BY HARRY ELGER
When the Hubble telescope was positioned outside the distortion of Earth’s atmosphere, an extrapolated estimate of 2 trillion galaxies became visible. The universe is 13.82 billion years old. Earth is only 4.52 billion years old. Humans are less than 200,000 years old.
Astrophysicists Lawrence Krauss and Brian Green frequently point out how insignificant our galaxy, planet and species are. Emergent scientific findings increasingly point toward the high statistical likelihood of advanced life throughout the universe. Instead of being chosen people at the top of evolutionary development in the universe, humans are more likely near the bottom.
Before humans understood germs, bacteria, viruses and microbiology, diseases were attributed to the wrath of the spirit world, demons, witches, Satan, Gods or superstitious beliefs. In the absence of factual knowledge, humans attributed what wasn’t understood scientifically to supernatural rather than natural sources.
Religions of many cultures indoctrinated followers with superstitious fabrications about unprovable supernatural claims. Bishop John Spong, prolific author and earnest Biblical scholar, is among those who frequently challenge religious assumptions. “The Bible is historically unreliable and factually inaccurate,” he writes.
Besides superstition and supernatural beliefs, according to Richard Dawkins, evolutionary biology researcher, the occipital area of the brain’s survival instincts over-estimate dangers and exaggerate fears. When the occipital brain is over-used and rationality is under-used, people often share irrational beliefs reinforced by religious dogma and supernatural speculations about the unknown. Without rational evaluation, religious dogmas and political deceptions seem credible when repeated in faith-based minds.

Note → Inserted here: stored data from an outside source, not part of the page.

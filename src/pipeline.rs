//! Per-feed ingestion pipelines and the runner that drives both.
//!
//! One coalescer + sink pair per feed (replay, live), run concurrently as
//! independent tasks. The pipelines share no in-memory state; the store's
//! idempotent composite key absorbs any overlap between the replay window
//! and the live window. One feed failing never halts the sibling.

use std::fmt;
use std::sync::Arc;
use tokio::sync::{mpsc, watch};
use tracing::{debug, error, info, warn};

use crate::coalesce::{LateEventPolicy, MinuteCoalescer};
use crate::models::{MalformedEvent, RawQuoteEvent};
use crate::sink::QuoteSink;
use crate::storage::WriteOutcome;

/// Item delivered by a feed reader task.
pub type FeedItem = Result<RawQuoteEvent, FeedError>;

/// Non-fatal and fatal feed-level errors.
///
/// `Malformed` drops one event and the pipeline continues; `Disconnected`
/// ends the sequence and the pipeline fails after flushing pending data.
#[derive(Debug, Clone)]
pub enum FeedError {
    Malformed(MalformedEvent),
    Disconnected(String),
}

impl fmt::Display for FeedError {
    fn fmt(&self, f: &mut fmt::Formatter<'_>) -> fmt::Result {
        match self {
            Self::Malformed(e) => write!(f, "malformed event: {}", e),
            Self::Disconnected(reason) => write!(f, "source disconnected: {}", reason),
        }
    }
}

impl std::error::Error for FeedError {}

#[derive(Debug, Clone, Copy, PartialEq, Eq)]
pub enum PipelineState {
    NotStarted,
    Streaming,
    Flushing,
    Completed,
    Failed,
}

/// Final accounting for one feed's run.
#[derive(Debug, Clone)]
pub struct PipelineOutcome {
    pub feed: &'static str,
    pub state: PipelineState,
    pub events_processed: u64,
    pub malformed_dropped: u64,
    pub late_dropped: u64,
    pub records_written: u64,
    pub duplicates: u64,
    pub error: Option<String>,
}

impl PipelineOutcome {
    fn new(feed: &'static str) -> Self {
        Self {
            feed,
            state: PipelineState::NotStarted,
            events_processed: 0,
            malformed_dropped: 0,
            late_dropped: 0,
            records_written: 0,
            duplicates: 0,
            error: None,
        }
    }

    pub fn succeeded(&self) -> bool {
        self.state == PipelineState::Completed
    }
}

/// Outcomes of both pipelines; neither aborts the other.
#[derive(Debug, Clone)]
pub struct PipelineReport {
    pub replay: PipelineOutcome,
    pub live: PipelineOutcome,
}

impl PipelineReport {
    pub fn all_succeeded(&self) -> bool {
        self.replay.succeeded() && self.live.succeeded()
    }
}

/// Resolves when a shutdown signal is observed; pends forever if the sender
/// goes away without signalling.
pub(crate) async fn wait_for_shutdown(mut shutdown: watch::Receiver<bool>) {
    loop {
        if *shutdown.borrow() {
            return;
        }
        if shutdown.changed().await.is_err() {
            std::future::pending::<()>().await;
        }
    }
}

/// Drive one feed's events through its coalescer into the sink.
///
/// State machine: NotStarted -> Streaming -> Flushing -> Completed | Failed.
/// The flush step is mandatory: it runs on clean end-of-stream, on source
/// disconnect and on shutdown, so the final open bucket is never dropped.
/// A store failure skips further consumption but still reports honestly.
pub async fn run_feed(
    feed: &'static str,
    mut events: mpsc::Receiver<FeedItem>,
    mut coalescer: MinuteCoalescer,
    sink: Arc<dyn QuoteSink>,
    shutdown: watch::Receiver<bool>,
) -> PipelineOutcome {
    let mut outcome = PipelineOutcome::new(feed);
    outcome.state = PipelineState::Streaming;
    info!(feed, "pipeline streaming");

    let shutdown_seen = wait_for_shutdown(shutdown);
    tokio::pin!(shutdown_seen);

    let mut failure: Option<String> = None;

    loop {
        tokio::select! {
            item = events.recv() => match item {
                Some(Ok(event)) => {
                    match coalescer.process(event) {
                        Ok(Some(record)) => {
                            outcome.events_processed += 1;
                            match sink.write(&record).await {
                                Ok(WriteOutcome::Inserted) => outcome.records_written += 1,
                                Ok(WriteOutcome::AlreadyPresent) => outcome.duplicates += 1,
                                Err(e) => {
                                    error!(feed, error = %e, "sink write failed");
                                    failure = Some(format!("{:#}", e));
                                    break;
                                }
                            }
                        }
                        Ok(None) => outcome.events_processed += 1,
                        Err(e) => {
                            debug!(feed, error = %e, "dropping malformed event");
                            outcome.malformed_dropped += 1;
                        }
                    }
                }
                Some(Err(FeedError::Malformed(e))) => {
                    debug!(feed, error = %e, "dropping malformed message");
                    outcome.malformed_dropped += 1;
                }
                Some(Err(FeedError::Disconnected(reason))) => {
                    warn!(feed, reason = %reason, "source disconnected");
                    failure = Some(format!("source disconnected: {}", reason));
                    break;
                }
                None => {
                    info!(feed, "source sequence ended");
                    break;
                }
            },
            _ = &mut shutdown_seen => {
                info!(feed, "shutdown requested, stopping consumption");
                break;
            }
        }
    }

    // Mandatory final-bucket emission; omitting it drops the last minute.
    outcome.state = PipelineState::Flushing;
    if let Some(record) = coalescer.flush() {
        debug!(feed, bucket = record.bucket_start, "flushing open bucket");
        match sink.write(&record).await {
            Ok(WriteOutcome::Inserted) => outcome.records_written += 1,
            Ok(WriteOutcome::AlreadyPresent) => outcome.duplicates += 1,
            Err(e) => {
                error!(feed, error = %e, "flush write failed");
                if failure.is_none() {
                    failure = Some(format!("{:#}", e));
                }
            }
        }
    }

    outcome.late_dropped = coalescer.late_events_dropped();
    outcome.error = failure;
    outcome.state = if outcome.error.is_some() {
        PipelineState::Failed
    } else {
        PipelineState::Completed
    };

    info!(
        feed,
        state = ?outcome.state,
        events = outcome.events_processed,
        written = outcome.records_written,
        duplicates = outcome.duplicates,
        malformed = outcome.malformed_dropped,
        late = outcome.late_dropped,
        "pipeline finished"
    );

    outcome
}

/// Wires one coalescer + sink pair per feed and runs both to completion.
pub struct PipelineRunner {
    late_policy: LateEventPolicy,
    shutdown: watch::Receiver<bool>,
}

impl PipelineRunner {
    pub fn new(late_policy: LateEventPolicy, shutdown: watch::Receiver<bool>) -> Self {
        Self {
            late_policy,
            shutdown,
        }
    }

    /// Run the replay and live pipelines concurrently to independent
    /// completion. Both write through the same sink.
    pub async fn run(
        &self,
        replay_events: mpsc::Receiver<FeedItem>,
        live_events: mpsc::Receiver<FeedItem>,
        sink: Arc<dyn QuoteSink>,
    ) -> PipelineReport {
        let replay_task = tokio::spawn(run_feed(
            "replay",
            replay_events,
            MinuteCoalescer::new(self.late_policy),
            sink.clone(),
            self.shutdown.clone(),
        ));
        let live_task = tokio::spawn(run_feed(
            "live",
            live_events,
            MinuteCoalescer::new(self.late_policy),
            sink,
            self.shutdown.clone(),
        ));

        let (replay, live) = tokio::join!(replay_task, live_task);

        PipelineReport {
            replay: replay.unwrap_or_else(|e| join_failure("replay", e)),
            live: live.unwrap_or_else(|e| join_failure("live", e)),
        }
    }
}

fn join_failure(feed: &'static str, err: tokio::task::JoinError) -> PipelineOutcome {
    error!(feed, error = %err, "pipeline task panicked");
    let mut outcome = PipelineOutcome::new(feed);
    outcome.state = PipelineState::Failed;
    outcome.error = Some(format!("pipeline task panicked: {}", err));
    outcome
}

In Jonathan Haidt’s book, “The Righteous Mind,” he contrasted liberal and conservative characteristics. Liberals emphasized diversity, curiosity, complexity, universality, fairness and equality in the (rational) frontal cortex but were less sensitive to threatening situations and lacked decisiveness. Conservatives emphasized loyalty, sanctity, liberty, authority, order and tradition from the (impulsive) occipital brain’s survival instincts and preoccupation with safety and conformity. Fairness and equality weren’t important to conservatives who labeled immigrants and poor people as takers rather than makers. Takers, characterized as slackers, were actually hard working people deprived of the social policy advantages reserved for the wealthy. Makers took advantage of grossly underpaid immigrants and the poor. Conservatives predominantly supported the greedy rather than the needy. Trickle down economics evaporated upward, instead of dripping downward. While preaching the infinite availability of limited resources, do prosperity gospels endorse magical-thinking and self-indulgence at the expense of poor people?
Do irrational fears justify greed-driven capitalism? Does obscene wealth justify environmental negligence, climate denial, mass extinctions, under-qualified oligarch leaders, slashed wages, jobs, benefits and social programs? Survival of the ‘fittest’ may be the law of the jungle, but is it consistent with civilized, social benevolence, compassion, love and environmental responsibility?
Are mean-spirited versions of capitalism compatible with my former conservative Christian values? Jesus was relentlessly concerned about uplifting the poor. Are conservatives more concerned with uplifting the poor or excluding them from social policies that pander to the rich?
In Chris Mooney’s book, “The Republican Brain,” the American Psychological Association compiled studies on political conservatism from 12 countries involving 23,000 individuals. Conservatives were consistently higher in dogmatism, irrationality, intolerance and impulsivity. Conservatives criticized these findings, lobbied to stop research funding and criticized science itself with extremely reliable data misrepresented as unreliable. Was this the historic moment when conservatives became anti-scientific and fact-resistant? TV’s Dr. Phil frequently reminds us, “You can’t correct a problem you won’t acknowledge.”